He struck all the wrong chords within her, making her furious. Why couldn’t she hang on to that and conquer this weakness that held her captive? Why did she let him make her want to abandon everything else just for the taste of his mouth on hers?
As far as Pierce was concerned, Amanda was madness, sheer madness in an impossibly rumpled blue suit. Yet something within Pierce ached to take possession of her, to plunge himself into her and somehow purge himself of all the shadows that lived within him. That haunted him. He had been able to walk away from every other woman without so much as a backward glance.
What was there about this one that kept him coming back for more?
He felt her attempt to wrench away and instinctively reached to hold her against him. Swallowing a curse, he made his fingers go slack and released her. He wasn’t going to take by force what wasn’t willingly offered to him. He wouldn’t lower himself to that degree.
He didn’t need her that much.
He didn’t need anyone that much.
Breathing hard, Amanda somehow found the strength to push him away. The outline of her lips blurred with the imprint of his, her eyes wild, she glared at him, hating him for making her want him this way.
“Is that your answer to everything?” she demanded.
He considered his answer slowly so that she wouldn’t see the effect she’d had on him. It was worse than stupid to feel like this because of a woman, and yet, he felt his blood drumming in his ears, humming in his veins, like a mantra chant.
And the chant was her name.
“My answer to life is to take opportunities when they happen, or be sorry.”
Like a cornered animal, she pressed her back against the wall, watching him for any sudden moves. “I’m not an opportunity and I won’t be taken.”
Pierce gave her a look that spoke volumes.
She lifted her chin defiantly. “My hormones are reacting to you, nothing else. That’s not a reason to base something on.”
Pierce smiled slowly, his eyes dragging over her body as if he was already familiar with it.
“A few hours pleasure,” he countered. It was all he wanted, he told himself again, nothing more. A few hours and then she’d ceased to throb under his skin. He’d made himself believe it.
A few hours. That would be all he’d want, she thought with another pang of disappointment. “I’m not in it for a few hours. I’ve got a lifetime goal.”
He shook his head, his nonchalance rankling her. “Sorry, I’m a moment-to-moment type of person.” This was his cue to walk. Why wasn’t he doing it? Instead, he remained where he was, looking into her eyes, as much mesmerized as mesmerizing. “Why don’t we take it that way?”
Her eyes narrowed. “Your way?”
He inclined his head.
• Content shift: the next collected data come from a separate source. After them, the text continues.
//! HTTP API for the desktop UI.
//!
//! - `POST /api/info` returns metadata for a URL
//! - `POST /api/download` streams job events as server-sent events

use anyhow::{Context, Result};
use aura_lib::prelude::*;
use axum::extract::State;
use axum::http::StatusCode;
use axum::response::sse::{Event, KeepAlive, Sse};
use axum::response::{IntoResponse, Response};
use axum::routing::post;
use axum::{Json, Router};
use futures::StreamExt;
use serde::Deserialize;
use std::convert::Infallible;
use std::net::SocketAddr;
use std::path::PathBuf;

#[derive(Clone)]
struct AppState {
    orchestrator: JobOrchestrator,
    default_dir: Option<PathBuf>,
}

#[derive(Debug, Default, Deserialize)]
struct InfoPayload {
    #[serde(default)]
    url: Option<String>,
}

/// Serve the API on `addr` until the process is stopped.
pub(crate) async fn serve(
    config: ToolConfig,
    addr: SocketAddr,
    default_dir: Option<PathBuf>,
) -> Result<()> {
    let state = AppState {
        orchestrator: JobOrchestrator::new(config),
        default_dir,
    };
    let listener = tokio::net::TcpListener::bind(addr)
        .await
        .with_context(|| format!("Failed to bind {addr}"))?;
    log::info!("listening on http://{addr}");
    println!("aura API listening on http://{addr}");
    axum::serve(listener, router(state))
        .await
        .context("HTTP server failed")
}

fn router(state: AppState) -> Router {
    Router::new()
        .route("/api/info", post(info))
        .route("/api/download", post(download))
        .with_state(state)
}

fn error_response(status: StatusCode, message: impl Into<String>) -> Response {
    let body = serde_json::json!({ "error": message.into() });
    (status, Json(body)).into_response()
}

async fn info(State(state): State<AppState>, Json(payload): Json<InfoPayload>) -> Response {
    let Some(url) = payload
        .url
        .as_deref()
        .map(str::trim)
        .filter(|u| !u.is_empty())
    else {
        return error_response(StatusCode::BAD_REQUEST, RequestError::MissingUrl.to_string());
    };

    let orchestrator = &state.orchestrator;
    match probe(orchestrator.runner(), &orchestrator.config().downloader, url).await {
        Ok(info) => Json(info).into_response(),
        Err(e) => error_response(StatusCode::INTERNAL_SERVER_ERROR, e.to_string()),
    }
}

async fn download(State(state): State<AppState>, Json(payload): Json<RequestPayload>) -> Response {
    let request = match payload.into_request(state.default_dir.as_deref()) {
        Ok(request) => request,
        Err(e) => return error_response(StatusCode::BAD_REQUEST, e.to_string()),
    };

    log::info!("download requested: {} ({})", request.url(), request.mode());
    let events = state
        .orchestrator
        .start(request)
        .map(|event| Ok::<_, Infallible>(Event::default().data(event.to_json())));
    Sse::new(events)
        .keep_alive(KeepAlive::default())
        .into_response()
}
He didn’t bother telling her that it was always his way, or no way at all. Those were the rules. For now, he’d let her think it was a fifty-fifty deal. “It’s a start.”
She edged closer to the door. She needed space when she was near him and the den was far too confining. “I said I don’t want to start anything.”
When she reached the doorway, Pierce rubbed his thumb along her cheek. “Too late, Mandy, it’s already started.” He sighed patiently. “Since you won’t go to bed with me tonight—“
“Ever.”
“—tonight,” he repeated, “why don’t you go out with me tomorrow? Borquiese had extra tickets to a jazz concert at D’Jazz Club. He gave me two.”
Borquiese did the reviews at six and had access to the hottest tickets in town. But she couldn’t get over Pierce’s gall. How could he stand there waving tickets in front of her and expect her to jump at them, and him, after he had invaded her privacy and tried to use her for a news story? “You’re asking me out?”
“I just said that.”
“After what you’ve done—?”
“What I’ve done,” he interjected before she could continue with her tirade, “was be a good reporter. Even you can’t fault me for that, Mandy. Persistence is the essence of being a good investigative reporter.” He placed the flat of his hand on the wall above her head, leaning into her. Trapping her again. “You read the reporter handbook, you know that.”
Amanda looked up at his hand. “Persistence,” she repeated.
“Yeah.”
There came a time, she thought, when one had to pretend to accept the inevitable if one was to survive. “Does that mean that you’re going to keep popping up whenever I turn around?”
Smart lady. Pierce grinned mockingly. “What do you think?”
Amanda sighed. She was a woman about to step off the edge of a cliff but unable to stop herself. She wondered if lemmings experienced this sort of a feeling just before they dropped off into the sea.
“I think that I had better go out with you and get this over with so you can get this out of your system.”
“In that case—“ He took her hand.
She knew exactly what he was thinking, and tired or not, she wasn’t about to give in. She pulled her hand out of his. “No.”
He shrugged as if it made no difference to him whether it was now or later. The look in his eyes told her that he knew that eventually it was going to become a reality.
“Have it your way.”
What Amanda was afraid of was that when the time came, it would be her way. And that her way would be to give in to him. And herself.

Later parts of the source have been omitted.